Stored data
____

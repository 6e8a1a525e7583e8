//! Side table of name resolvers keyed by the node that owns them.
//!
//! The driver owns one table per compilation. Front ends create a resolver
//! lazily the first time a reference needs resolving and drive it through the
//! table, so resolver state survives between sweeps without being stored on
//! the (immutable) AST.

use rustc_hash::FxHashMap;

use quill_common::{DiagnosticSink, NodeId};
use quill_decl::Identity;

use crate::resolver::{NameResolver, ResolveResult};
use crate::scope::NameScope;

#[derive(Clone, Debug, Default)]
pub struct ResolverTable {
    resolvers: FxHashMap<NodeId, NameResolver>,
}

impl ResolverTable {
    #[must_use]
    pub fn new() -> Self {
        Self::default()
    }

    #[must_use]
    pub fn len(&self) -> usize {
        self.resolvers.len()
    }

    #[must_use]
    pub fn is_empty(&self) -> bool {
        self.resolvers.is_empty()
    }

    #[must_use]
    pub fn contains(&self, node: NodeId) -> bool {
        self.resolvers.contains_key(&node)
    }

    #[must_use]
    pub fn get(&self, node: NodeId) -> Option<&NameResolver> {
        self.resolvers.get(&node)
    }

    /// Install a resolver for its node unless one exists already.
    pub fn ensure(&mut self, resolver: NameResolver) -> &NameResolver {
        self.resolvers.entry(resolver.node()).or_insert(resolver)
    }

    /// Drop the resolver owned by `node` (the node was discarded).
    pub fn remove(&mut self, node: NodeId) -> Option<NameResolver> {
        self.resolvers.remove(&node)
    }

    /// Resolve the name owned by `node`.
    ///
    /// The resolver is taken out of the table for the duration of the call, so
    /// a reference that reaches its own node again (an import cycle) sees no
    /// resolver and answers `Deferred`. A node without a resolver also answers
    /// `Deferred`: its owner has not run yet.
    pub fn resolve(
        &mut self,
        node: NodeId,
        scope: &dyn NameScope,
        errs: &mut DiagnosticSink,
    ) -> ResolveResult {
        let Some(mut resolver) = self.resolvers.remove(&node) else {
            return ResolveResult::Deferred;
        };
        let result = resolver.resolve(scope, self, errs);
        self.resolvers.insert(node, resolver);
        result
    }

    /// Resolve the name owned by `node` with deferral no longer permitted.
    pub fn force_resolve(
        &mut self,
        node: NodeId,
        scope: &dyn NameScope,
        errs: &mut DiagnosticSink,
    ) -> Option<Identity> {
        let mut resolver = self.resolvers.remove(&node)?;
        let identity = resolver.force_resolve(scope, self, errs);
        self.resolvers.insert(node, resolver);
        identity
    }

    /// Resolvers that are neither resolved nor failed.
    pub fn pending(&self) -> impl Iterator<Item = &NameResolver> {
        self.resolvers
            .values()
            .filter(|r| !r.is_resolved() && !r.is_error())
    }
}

____

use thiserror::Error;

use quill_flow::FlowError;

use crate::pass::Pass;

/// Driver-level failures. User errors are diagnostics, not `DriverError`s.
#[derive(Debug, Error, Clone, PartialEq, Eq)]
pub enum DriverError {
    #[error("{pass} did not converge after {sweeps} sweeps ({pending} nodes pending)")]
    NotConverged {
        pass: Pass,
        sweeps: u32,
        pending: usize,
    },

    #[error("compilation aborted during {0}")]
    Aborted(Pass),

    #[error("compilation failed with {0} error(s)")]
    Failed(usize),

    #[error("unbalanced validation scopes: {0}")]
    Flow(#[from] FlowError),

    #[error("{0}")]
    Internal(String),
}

____

■ Instructions to follow
What you return must be an exact retyping of the lines above starting at the line with "repository 6e8a1a525e7583e8" and ending at the line with "being stored on", and nothing besides.

■ Problem solution
repository 6e8a1a525e7583e8
//! Side table of name resolvers keyed by the node that owns them.
//!
//! The driver owns one table per compilation. Front ends create a resolver
//! lazily the first time a reference needs resolving and drive it through the
//! table, so resolver state survives between sweeps without being stored on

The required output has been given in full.